Tradução de José Lira

 

1
À meia-noite, uma vez,
Que velhos livros eu lia, 
Cuidei que talvez ouvia
Bater à porta, talvez.
Era uma leve batida,
Como que a medo contida,
E então pensei: "A horas tais,
Há de ser uma visita, 
Uma tardia visita 
Deve ser, e nada mais."

2
Ai, bem quisera esquecer, 
E não lembrar, como lembro:
Era no mês de dezembro, 
Brasa em cinza a se fazer. 
Nos livros que eu estudava
Consolo à dor não achava,
Ai, que em vão eram meus ais,
Chamando, em vão, por Lenora
— Que aos anjos ouve Lenora,
Porém a mim — nunca mais...

3
E eu vi então que tremeu,
Dobra por dobra, a cortina;
De uma aflição repentina
Minha alma toda se encheu.
E, o corpo a suster a custo,
Tentei reprimir o susto,
Pensando assim: "A horas tais,
Há de ser uma visita,
Retardatária visita
Deve ser, e nada mais."

4
"Perdão, disse eu, que a dormir
E não a ler estivera,
Peço perdão pela espera, 
Que já vos vou acudir,
Nobre senhor, gentil dama,
Seja quem for que me chama
Tão de manso e em horas tais."
E à pressa a porta escancaro,
Na treva o olhar escancaro,
Vejo a treva — e nada mais.

5
Lá fora, o fundo negror
Da noite, e as sombras da noite;
Do vento o açoite, e o açoite
Do frio, e nenhum rumor...
Mas e essa voz que me embala
O peito, e ao peito me fala?
— Talvez que em vez de meus ais
Tivesse eu dito: "Lenora?"
Dizendo o eco: "Lenora!"
— Foi só isso, e nada mais...

6
E mal a porta fechei,
Minha alma em ânsias ardendo,
Eis que à janela, batendo,
Algo, de novo, escutei.
Disse a mim mesmo: "Não temas,
Livra-te dessas algemas
Que te atam a anseios tais,
Livra-te desse mistério
— Que a causa desse mistério
É o vento, e só, nada mais."

7
De um pulo à janela vou,
De um golpe eu abro a janela,
E eis que de pronto por ela
Um corvo no quarto entrou,
Sem notar minha presença,
E depressa, e sem licença,
E sem maneiras formais,
No meu portal, à vontade,
Pousou, e então, à vontade,
Lá ficou — e nada mais.

8
Ao vê-lo assim eu sorri,
Livre de medo e de estorvo,
E assim falei para o corvo,
Quando refeito me vi:
"Ave sem crista e sem plumas,
Que em tal altura te aprumas,
Donde vens?
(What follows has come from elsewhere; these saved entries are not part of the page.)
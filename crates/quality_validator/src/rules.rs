//! Semantic rule validation logic.
//!
//! This module evaluates per-column rules against every row:
//! - Pattern: value (coerced to text) must fully match a regex
//! - InSet: value must be one of an enumerated set
//! - Range: numeric value must lie within an inclusive [min, max] bound
//! - DateFormat: text value must parse with a chrono format string
//! - EqualsColumn: pairwise equality with another column
//!
//! Every rule runs to completion over the whole dataset (no early abort),
//! and each failing rule yields one violation with exact counts and a
//! bounded example list. Null values are skipped by all rules except
//! `InSet` without `allow_null`; nullability is the schema validator's
//! responsibility.

use crate::{DataValue, Dataset, ValidationError};
use quality_core::{DatasetSpec, Rule, ValidationContext, Violation};
use regex::Regex;
use std::collections::HashMap;
use tracing::debug;

/// Evaluates semantic rules over a dataset.
pub struct RuleValidator {
    /// Cache of compiled regex patterns, keyed by the raw pattern
    regex_cache: HashMap<String, Regex>,
}

impl RuleValidator {
    /// Creates a new rule validator.
    pub fn new() -> Self {
        Self {
            regex_cache: HashMap::new(),
        }
    }

    /// Evaluates every declared rule against every row.
    ///
    /// Returns one violation per failing rule. Rules on columns the
    /// dataset does not provide are skipped; the schema validator has
    /// already reported the missing column.
    pub fn validate(
        &mut self,
        spec: &DatasetSpec,
        dataset: &Dataset,
        context: &ValidationContext,
    ) -> Result<Vec<Violation>, ValidationError> {
        let mut violations = Vec::new();

        for column in &spec.columns {
            let rules = match &column.rules {
                Some(rules) => rules,
                None => continue,
            };

            if !dataset.has_column(&column.name) {
                debug!(column = %column.name, "skipping rules for column absent from dataset");
                continue;
            }

            for rule in rules {
                if let Some(violation) =
                    self.evaluate_rule(&column.name, rule, dataset, context)?
                {
                    violations.push(violation);
                }
            }
        }

        Ok(violations)
    }

    /// Counts the rules that `validate` will evaluate for this spec.
    pub fn rule_count(spec: &DatasetSpec) -> usize {
        spec.columns
            .iter()
            .filter_map(|c| c.rules.as_ref().map(Vec::len))
            .sum()
    }

    /// Evaluates a single rule over the whole dataset.
    fn evaluate_rule(
        &mut self,
        column: &str,
        rule: &Rule,
        dataset: &Dataset,
        context: &ValidationContext,
    ) -> Result<Option<Violation>, ValidationError> {
        let total = dataset.len();
        let mut failing = 0;
        let mut examples = Vec::new();

        match rule {
            Rule::Pattern { regex } => {
                let regex = self.full_match_regex(column, regex)?;
                for (row, value) in dataset.column_values(column).unwrap().enumerate() {
                    if value.is_null() {
                        continue;
                    }
                    if !regex.is_match(&value.render()) {
                        failing += 1;
                        push_example(&mut examples, context, row, value);
                    }
                }
            }

            Rule::InSet { values, allow_null } => {
                for (row, value) in dataset.column_values(column).unwrap().enumerate() {
                    let ok = if value.is_null() {
                        *allow_null
                    } else {
                        values.iter().any(|v| v == &value.render())
                    };
                    if !ok {
                        failing += 1;
                        push_example(&mut examples, context, row, value);
                    }
                }
            }

            Rule::Range { min, max } => {
                for (row, value) in dataset.column_values(column).unwrap().enumerate() {
                    if value.is_null() {
                        continue;
                    }
                    let in_range = value
                        .as_float()
                        .is_some_and(|n| n >= *min && n <= *max);
                    if !in_range {
                        failing += 1;
                        push_example(&mut examples, context, row, value);
                    }
                }
            }

            Rule::DateFormat { format } => {
                for (row, value) in dataset.column_values(column).unwrap().enumerate() {
                    if value.is_null() {
                        continue;
                    }
                    if !parses_with_format(&value.render(), format) {
                        failing += 1;
                        push_example(&mut examples, context, row, value);
                    }
                }
            }

            Rule::EqualsColumn { other, tolerance } => {
                if !dataset.has_column(other) {
                    return Err(ValidationError::missing_column(
                        other.as_str(),
                        "primary dataset",
                    ));
                }
                for row in 0..total {
                    let left = dataset.value(row, column).unwrap();
                    let right = dataset.value(row, other).unwrap();
                    if !values_equal(left, right, *tolerance) {
                        failing += 1;
                        if examples.len() < context.max_examples {
                            examples.push(format!(
                                "row {row}: {column}={} != {other}={}",
                                left.render(),
                                right.render()
                            ));
                        }
                    }
                }
            }
        }

        if failing == 0 {
            return Ok(None);
        }

        let mut columns = vec![column.to_string()];
        if let Rule::EqualsColumn { other, .. } = rule {
            columns.push(other.clone());
        }

        Ok(Some(Violation::new(
            rule.kind(),
            columns,
            failing,
            total,
            examples,
        )))
    }

    /// Gets a full-match regex from cache or compiles and caches it.
    ///
    /// The raw pattern is wrapped in `^(?: … )$` so that partial matches
    /// do not pass.
    fn full_match_regex(&mut self, column: &str, pattern: &str) -> Result<&Regex, ValidationError> {
        if !self.regex_cache.contains_key(pattern) {
            let regex = Regex::new(&format!("^(?:{pattern})$"))
                .map_err(|e| ValidationError::invalid_regex(column, e.to_string()))?;
            self.regex_cache.insert(pattern.to_string(), regex);
        }
        Ok(self.regex_cache.get(pattern).unwrap())
    }
}

impl Default for RuleValidator {
    fn default() -> Self {
        Self::new()
    }
}

/// Records a bounded "row N: value" example.
fn push_example(
    examples: &mut Vec<String>,
    context: &ValidationContext,
    row: usize,
    value: &DataValue,
) {
    if examples.len() < context.max_examples {
        examples.push(format!("row {row}: \"{}\"", value.render()));
    }
}

/// Returns true if the text parses with the chrono format string.
///
/// Tries a full datetime first, then a date-only parse, so one rule kind
/// covers both `%Y-%m-%d %H:%M:%S` and `%Y-%m-%d` columns.
fn parses_with_format(text: &str, format: &str) -> bool {
    chrono::NaiveDateTime::parse_from_str(text, format).is_ok()
        || chrono::NaiveDate::parse_from_str(text, format).is_ok()
}

/// Exact or tolerance-based equality between two values.
///
/// Two nulls are equal; one null is not. Numeric pairs compare as floats
/// with the given absolute tolerance (exact when `None`); everything else
/// compares by rendered text.
pub fn values_equal(left: &DataValue, right: &DataValue, tolerance: Option<f64>) -> bool {
    if left.is_null() && right.is_null() {
        return true;
    }
    if left.is_null() || right.is_null() {
        return false;
    }

    match (left.as_float(), right.as_float()) {
        (Some(l), Some(r)) => match tolerance {
            Some(tolerance) => (l - r).abs() <= tolerance,
            None => l == r,
        },
        _ => left.render() == right.render(),
    }
}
Aonde vais?
Como será o teu nome,
Se por acaso tens nome?"
E a ave disse: "Nunca mais."

9
Ouvir a uma ave falar:
Existe maior surpresa?
Minha alma de novo é presa
De um horror peculiar.
Quem terá, no mundo, a isto,
Que aqui vi, acaso visto?
"Ninguém, eu disse, jamais
Recebeu tal visitante,
Nem ouviu de um visitante
Um nome tal: Nunca Mais..."

10
Muda e parada, porém,
A ave quedou, sem resposta,
Como quem ouve e não gosta
De assim lhe falar alguém.
"Mas ah! (disse eu) já me cansa
Perder amor e esperança,
Perder amigos leais!
Tu também te vais embora,
Em breve tu vais embora..."
E a ave disse: "Nunca mais."

11
Dita assim, de supetão,
Resposta tão adequada,
Supus que essa ave ensinada
Foi por antigo patrão.
Má sorte teve o seu dono:
A ave o deixou no abandono,
Depois que palavras tais
Ela aprendeu, certamente,
E hoje só diz, certamente,
Esse refrão: "Nunca mais."

12
E nessa hora me dá
Certo langor e cansaço,
E eu me recosto no braço
De meu antigo sofá.
Fico defronte dessa ave
De ar sisudo, sério, grave,
De aspecto e porte ancestrais,
Tentando achar um sentido,
Pois há de haver um sentido,
Nesse refrão: "Nunca mais."

13
A ave de negro capuz
Tem olhos da cor de fogo,
Que brilham em meio ao jogo
De sombras do quebra-luz,
E eu, ofuscado, me deito
No sofá, de encosto feito
Por certas mãos divinais
(Ah! que essas mãos de veludo
Não tocarão no veludo
Deste sofá — nunca mais!)

14
Nesse momento subiu,
No ar pesado do quarto,
Um cheiro de incenso, farto,
E o som de passos se ouviu.
"Ó desgraçado! — eu gritando
Falei — dos anjos o bando
Trouxe-te as bênçãos finais!
— A paz, enfim! O repouso! —
Terei enfim meu repouso..."
Mas a ave diz: "Nunca mais."

15
"Profeta! Núncio do mal!
— Eu grito — Ó escuro profeta!
De que doutrina secreta
És bruxo ou mago, afinal?
Fala a verdade, eu te imploro,
Vê que de bruços eu choro!
— Dá-me os ocultos sinais
Que hão de trazer-me Lenora!
Quando há de voltar Lenora?"
E o corvo diz: "Nunca mais."

16
"Profeta! Ó preto satã!
— Ave ou demônio de pena! —
Deixa-me de alma serena,
Ó tu que vês o amanhã!
Quero saber, negro monge,
Quando verei, perto ou longe,
Nas mansões celestiais,
Vestida de anjo ou de santa,
Essa mulher — essa santa!"
E o corvo diz: "Nunca mais."

17
"Ó infeliz, infeliz,
Bicho ou demônio esquisito!
Volta ao teu mundo maldito,
Corvo de obscuro verniz!
Cravaste a garra em meu peito,
Ave de bico malfeito!
Vai-te! Não tornes jamais!
Deixa-me só nesta casa,
Deixa-me em paz nesta casa!"
E o corvo diz: "Nunca mais!"

18
E agora, pobre de mim,
Que desde então esse bicho
No quarto fez o seu nicho,
E eu vivo a sofrer assim:
Preso ao horror que me assombra,
Arrasto-me à sua sombra,
Nesses transes infernais,
E a minha alma não se livra,
Minha alma não mais se livra,
Nunca, nunca, nunca mais!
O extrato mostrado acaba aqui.